What if hardware that was optimized for video decompression to play DVDs could be re-optimized, easily and almost instantaneously, to do high-security encryption of personal data for the internet?

On Feb. 25, USC computer scientist Pedro Diniz presented his most recent benchmark in progress toward that goal at a computing conference in Northern California.

"We are developing programming tools to automatically synthesize near-optimal chip architectures tuned for each application," he said, computing systems in which software is automatically optimized to flexible chips.

Diniz, a research assistant professor at the USC School of Engineering's Information Sciences Institute, has been combining the abilities of a new computing platforms called Field Programmable Gate Arrays (FPGAs) with novel, sophisticated compiling techniques.

Diniz says that with these techniques FPGAs make much more effective use of the available transistors for very irregular applications that perform poorly on current processor architectures.

Specifically, in a presentation at the FPGA 2003 Conference in Monterey, California, Diniz and collaborator Joonseok Park described adapting standard software for a task called "simple spatial queries over spatial sparse-mesh and quad- tree data structures" for an FPGA using their techniques.

The result: their low-clockrate and elderly (3-year-old) FPGA platform matched the performance of a top of the line, new- generation workstation.

"This experience suggests that the integration in memory of FPGA-like fabrics for implementing smart memory engines should be performance-wise very advantageous," Diniz wrote.

Diniz believes that reconfigurable logic design techniques of the type he described at the conference promise to allow future generation of processors to use their power more effeciently.

"In today's processor designs transistor are locked-down for specific functions.

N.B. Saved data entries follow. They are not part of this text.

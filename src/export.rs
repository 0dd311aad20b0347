//! Export encoders: delimited text, styled workbook, the downloadable
//! template and the aggregate report workbook.

use chrono::Utc;
use rust_xlsxwriter::{Color, Format, FormatAlign, FormatBorder, Workbook, Worksheet};

use crate::analytics;
use crate::error::DashboardError;
use crate::record::SalesRecord;

/// Canonical header order for the template and every export.
pub const EXPORT_HEADERS: [&str; 6] = [
    "Vendedor-usuario",
    "Ciudad",
    "Negocio",
    "Presentacion",
    "Venta",
    "Fecha",
];

const COLUMN_WIDTHS: [f64; 6] = [22.0, 18.0, 18.0, 18.0, 14.0, 14.0];
const HEADER_BG: u32 = 0x1F2937;
const HEADER_BORDER: u32 = 0xE5E7EB;
const BODY_BORDER: u32 = 0xF3F4F6;

/// Builds the dated export filename: `frijolitos-<purpose>-<YYYY-MM-DD>.<ext>`.
pub fn export_filename(purpose: &str, ext: &str) -> String {
    format!(
        "frijolitos-{}-{}.{}",
        purpose,
        Utc::now().date_naive().format("%Y-%m-%d"),
        ext
    )
}

/// Formats a quantity for textual output: integers print without a
/// fractional part, everything else as-is. Formatting stays in floating
/// point so values beyond i64 range print exactly instead of saturating.
pub fn format_quantity(quantity: f64) -> String {
    if quantity.fract() == 0.0 {
        format!("{quantity:.0}")
    } else {
        quantity.to_string()
    }
}

/// Serializes the filtered records as comma-separated text in canonical
/// header order.
///
/// Known limitation, kept deliberately for compatibility with the original
/// exporter: field values containing the delimiter or quotes are NOT
/// escaped. The styled workbook export is the lossless path.
pub fn to_csv(records: &[SalesRecord]) -> String {
    let mut out = String::new();
    out.push_str(&EXPORT_HEADERS.join(","));
    out.push('\n');
    for record in records {
        let row = [
            record.salesperson.as_str(),
            record.city.as_str(),
            record.business.as_str(),
            record.presentation.as_str(),
            &format_quantity(record.quantity),
            record.date.as_str(),
        ];
        out.push_str(&row.join(","));
        out.push('\n');
    }
    out
}

fn header_format() -> Format {
    Format::new()
        .set_bold()
        .set_font_color(Color::White)
        .set_background_color(Color::RGB(HEADER_BG))
        .set_align(FormatAlign::Center)
        .set_align(FormatAlign::VerticalCenter)
        .set_border(FormatBorder::Thin)
        .set_border_color(Color::RGB(HEADER_BORDER))
}

fn body_format() -> Format {
    Format::new()
        .set_border(FormatBorder::Thin)
        .set_border_color(Color::RGB(BODY_BORDER))
}

fn write_header_row(worksheet: &mut Worksheet) -> Result<(), DashboardError> {
    let format = header_format();
    for (col, header) in EXPORT_HEADERS.iter().enumerate() {
        worksheet.write_string_with_format(0, col as u16, *header, &format)?;
        worksheet.set_column_width(col as u16, COLUMN_WIDTHS[col])?;
    }
    Ok(())
}

fn write_record_row(
    worksheet: &mut Worksheet,
    row: u32,
    record: &SalesRecord,
) -> Result<(), DashboardError> {
    let body = body_format();
    let quantity = body.clone().set_num_format("#,##0");
    let date = body.clone().set_num_format("yyyy-mm-dd");

    worksheet.write_string_with_format(row, 0, &record.salesperson, &body)?;
    worksheet.write_string_with_format(row, 1, &record.city, &body)?;
    worksheet.write_string_with_format(row, 2, &record.business, &body)?;
    worksheet.write_string_with_format(row, 3, &record.presentation, &body)?;
    worksheet.write_number_with_format(row, 4, record.quantity, &quantity)?;
    match record.parsed_date() {
        Some(d) => worksheet.write_datetime_with_format(row, 5, &d, &date)?,
        None => worksheet.write_string_with_format(row, 5, &record.date, &body)?,
    };
    Ok(())
}

/// Serializes the filtered records as a styled workbook: bold
/// white-on-dark header, thin borders, grouped-integer quantities and
/// `yyyy-mm-dd` dates.
pub fn to_xlsx(records: &[SalesRecord]) -> Result<Vec<u8>, DashboardError> {
    let mut workbook = Workbook::new();
    let worksheet = workbook.add_worksheet().set_name("Plantilla")?;
    write_header_row(worksheet)?;
    for (i, record) in records.iter().enumerate() {
        write_record_row(worksheet, (i + 1) as u32, record)?;
    }
    Ok(workbook.save_to_buffer()?)
}

/// The downloadable upload template: canonical headers plus one example
/// row so users see the expected shapes.
pub fn template_xlsx() -> Result<Vec<u8>, DashboardError> {
    let example = SalesRecord {
        id: None,
        salesperson: "Juan Pérez".into(),
        city: "La Ceiba".into(),
        business: "Tienda".into(),
        presentation: "500g".into(),
        quantity: 1200.0,
        date: Utc::now().date_naive().format("%Y-%m-%d").to_string(),
        owner_id: String::new(),
        source_file: String::new(),
    };

    let mut workbook = Workbook::new();
    let worksheet = workbook.add_worksheet().set_name("Plantilla")?;
    write_header_row(worksheet)?;
    write_record_row(worksheet, 1, &example)?;
    Ok(workbook.save_to_buffer()?)
}

/// Rows of the aggregate report, shared between the workbook and the PDF:
/// title, generation date, KPI block, then the two ranked tables.
pub fn report_rows(records: &[SalesRecord]) -> Vec<Vec<String>> {
    let kpis = analytics::kpis(records);
    let mut by_city = analytics::by_city(records);
    by_city.sort_by(|(_, a), (_, b)| b.partial_cmp(a).unwrap_or(std::cmp::Ordering::Equal));
    let mut by_business = analytics::by_business(records);
    by_business.sort_by(|(_, a), (_, b)| b.partial_cmp(a).unwrap_or(std::cmp::Ordering::Equal));

    let mut rows: Vec<Vec<String>> = vec![
        vec!["REPORTE DE ANALISIS - FRIJOLITOS COSTEÑOS".into()],
        vec![
            "Fecha de generación:".into(),
            Utc::now().date_naive().format("%Y-%m-%d").to_string(),
        ],
        vec![],
        vec!["RESUMEN GENERAL".into()],
        vec!["Total de registros:".into(), kpis.total_records.to_string()],
        vec![
            "Total de unidades:".into(),
            format_quantity(kpis.total_quantity),
        ],
        vec![
            "Promedio por registro:".into(),
            kpis.mean_quantity.to_string(),
        ],
        vec!["Ciudades activas:".into(), kpis.active_cities.to_string()],
        vec![],
        vec!["UNIDADES POR CIUDAD".into()],
        vec!["Ciudad".into(), "Total Unidades".into()],
    ];
    for (city, sum) in &by_city {
        rows.push(vec![city.clone(), format_quantity(*sum)]);
    }
    rows.push(vec![]);
    rows.push(vec!["UNIDADES POR TIPO DE NEGOCIO".into()]);
    rows.push(vec!["Negocio".into(), "Total Unidades".into()]);
    for (business, sum) in &by_business {
        rows.push(vec![business.clone(), format_quantity(*sum)]);
    }
    rows
}

/// The aggregate report as a plain workbook sheet.
pub fn report_xlsx(records: &[SalesRecord]) -> Result<Vec<u8>, DashboardError> {
    let mut workbook = Workbook::new();
    let worksheet = workbook.add_worksheet().set_name("Reporte Analisis")?;
    worksheet.set_column_width(0, 32.0)?;
    worksheet.set_column_width(1, 18.0)?;

    for (r, row) in report_rows(records).iter().enumerate() {
        for (c, value) in row.iter().enumerate() {
            worksheet.write_string(r as u32, c as u16, value)?;
        }
    }
    Ok(workbook.save_to_buffer()?)
}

Using reconfigurable techniques one can envision future processor architecture to morph into distinct topologies, suitable for each application at hand."

While transistors are cheap, he noted, power consumption and usage is increasingly an issue, particularly for portable devices.

The promise of FPGAs has been slow to materialize because of the lack of software tools that facilitate the mapping and synthesis of custom architectures, according to Diniz. "So, creation of such software tools is what we have been working toward,"

Diniz is working with ISI researcher Mary Hall on programming next-generation of FPGAs, so-called "System on a Chip" devices with still more flexibility and potential power.

One such system has actually been realized by an ISI team including Hall and Diniz. That chip, a "Processor in Memory" chip called DIVA, is now being investigated under a grant from DARPA for integration into a HP system.

"The advantages of such architecture depend upon being able to use established applications without drastic re- engineering," says Diniz. "We believe our experience so far shows this will be possible."

Diniz and Parks research on the FPGA project presented at FPGA 2003 was financed by DARPA. NSF has approved a grant for a new project, called SLATE that will carry this work forward.

FPGA chip used by USC/ISI researchers

Abstract of the Diniz/Park presentation FPGAs have appealing features such as customizable internal and external bandwidth and the ability to exploit vast amounts of fine-grain instruction-level parallelism. In this paper we explore the applicability of these features in using FPGAs as data search and reorganization engines for performing search and reorganization computations over spatial pointer-based data structures for which traditional computing platforms perform poorly. The preliminary experiments, for a set of simple spatial queries over spatial sparse-mesh and quad-tree data structures, reveal that 3 year-old FPGA devices can deliver performance that is on par and in some instances even superior to that of today's workstations. This experience suggests that the integration in memory of FPGA-like fabrics for implementing smart memory engines should be performance-wise very advantageous.